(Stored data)
═══

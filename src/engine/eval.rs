//! Expression evaluation.
//!
//! Priority-ordered rules for one expression body:
//!
//! 1. Assignment `$name := rhs` - evaluate the right-hand side, bind it
//!    into the variable store, produce no inline text.
//! 2. Bare reference `.x` / `$x` - variable store, then context, then the
//!    literal token text.
//! 3. Function call `name arg1 arg2 ...` - parse arguments, dispatch via
//!    the registry. An unknown function falls back to the literal
//!    expression text; it never raises.
//!
//! Stringification happens once, at final template substitution - results
//! stay typed through nested calls.

use futures::future::BoxFuture;
use regex::Regex;
use std::sync::LazyLock;
use tracing::trace;

use super::EngineState;
use super::args;
use crate::error::EngineError;
use crate::value::Value;

static ASSIGNMENT: LazyLock<Regex> = LazyLock::new(|| {
    Regex::new(r"(?s)^\$([A-Za-z_][A-Za-z0-9_]*)\s*:=\s*(.+)$")
        .expect("assignment pattern is valid")
});

/// Evaluates one expression body. Boxed because evaluation recurses
/// through parenthesized sub-expressions and nested command execution.
pub(crate) fn evaluate<'a>(
    state: &'a mut EngineState<'_>,
    expr: &'a str,
) -> BoxFuture<'a, Result<Value, EngineError>> {
    Box::pin(async move {
        let expr = expr.trim();
        if expr.is_empty() {
            return Ok(Value::Null);
        }

        if let Some((name, rhs)) = split_assignment(expr) {
            let value = evaluate(state, rhs).await?;
            trace!(var = name, "assignment");
            state.vars.insert(name.to_string(), value);
            return Ok(Value::Null);
        }

        if !expr.contains(char::is_whitespace)
            && (expr.starts_with('.') || expr.starts_with('$'))
        {
            return Ok(resolve_reference(state, expr));
        }

        let (head, rest) = match expr.split_once(char::is_whitespace) {
            Some((h, r)) => (h, r.trim_start()),
            None => (expr, ""),
        };
        let Some(descriptor) = state.engine.functions.get(head) else {
            // Unknown function: the literal expression text is the result.
            return Ok(Value::Str(expr.to_string()));
        };
        let handler = descriptor.handler;
        let arguments = args::parse_args(state, rest).await?;
        trace!(function = head, argc = arguments.len(), "dispatching builtin");
        handler(state, arguments).await
    })
}

fn split_assignment(expr: &str) -> Option<(&str, &str)> {
    let caps = ASSIGNMENT.captures(expr)?;
    Some((caps.get(1)?.as_str(), caps.get(2)?.as_str()))
}

/// Resolves a `$var(.path)*` or `.Context.Path` token: variable store
/// first (dollar tokens only), then context, then the literal token text.
pub(crate) fn resolve_reference(state: &EngineState<'_>, token: &str) -> Value {
    if let Some(body) = token.strip_prefix('$') {
        let (name, path) = match body.split_once('.') {
            Some((n, p)) => (n, Some(p)),
            None => (body, None),
        };
        if let Some(value) = state.vars.get(name) {
            return match path {
                Some(p) => value.get_path(p).cloned().unwrap_or(Value::Null),
                None => value.clone(),
            };
        }
        if let Some(value) = state.ctx.lookup(body) {
            return value;
        }
        return Value::Str(token.to_string());
    }
    if let Some(body) = token.strip_prefix('.') {
        if let Some(value) = state.ctx.lookup(body) {
            return value;
        }
        return Value::Str(token.to_string());
    }
    Value::Str(token.to_string())
}

#[cfg(test)]
mod tests {
    use super::*;

    #[test]
    fn assignment_splits_name_and_rhs() {
        let (name, rhs) = split_assignment("$x := add 1 2").expect("matches");
        assert_eq!(name, "x");
        assert_eq!(rhs, "add 1 2");
    }

    #[test]
    fn assignment_rhs_may_span_lines() {
        let (name, rhs) = split_assignment("$msg := concat \"a\"\n\"b\"").expect("matches");
        assert_eq!(name, "msg");
        assert!(rhs.contains('\n'));
    }

    #[test]
    fn non_assignments_do_not_match() {
        assert!(split_assignment("add 1 2").is_none());
        assert!(split_assignment(".User.ID").is_none());
        assert!(split_assignment("$x").is_none());
    }
}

═══

**WHAT TO PRODUCE:** In the entries above, the lines from the one bearing "to the literal" up to and including the one bearing "use regex::Regex;" should be transcribed exactly; no other line is wanted.

**EXERCISE RESPONSE:**
//!    the registry. An unknown function falls back to the literal
//!    expression text; it never raises.
//!
//! Stringification happens once, at final template substitution - results
//! stay typed through nested calls.

use futures::future::BoxFuture;
use regex::Regex;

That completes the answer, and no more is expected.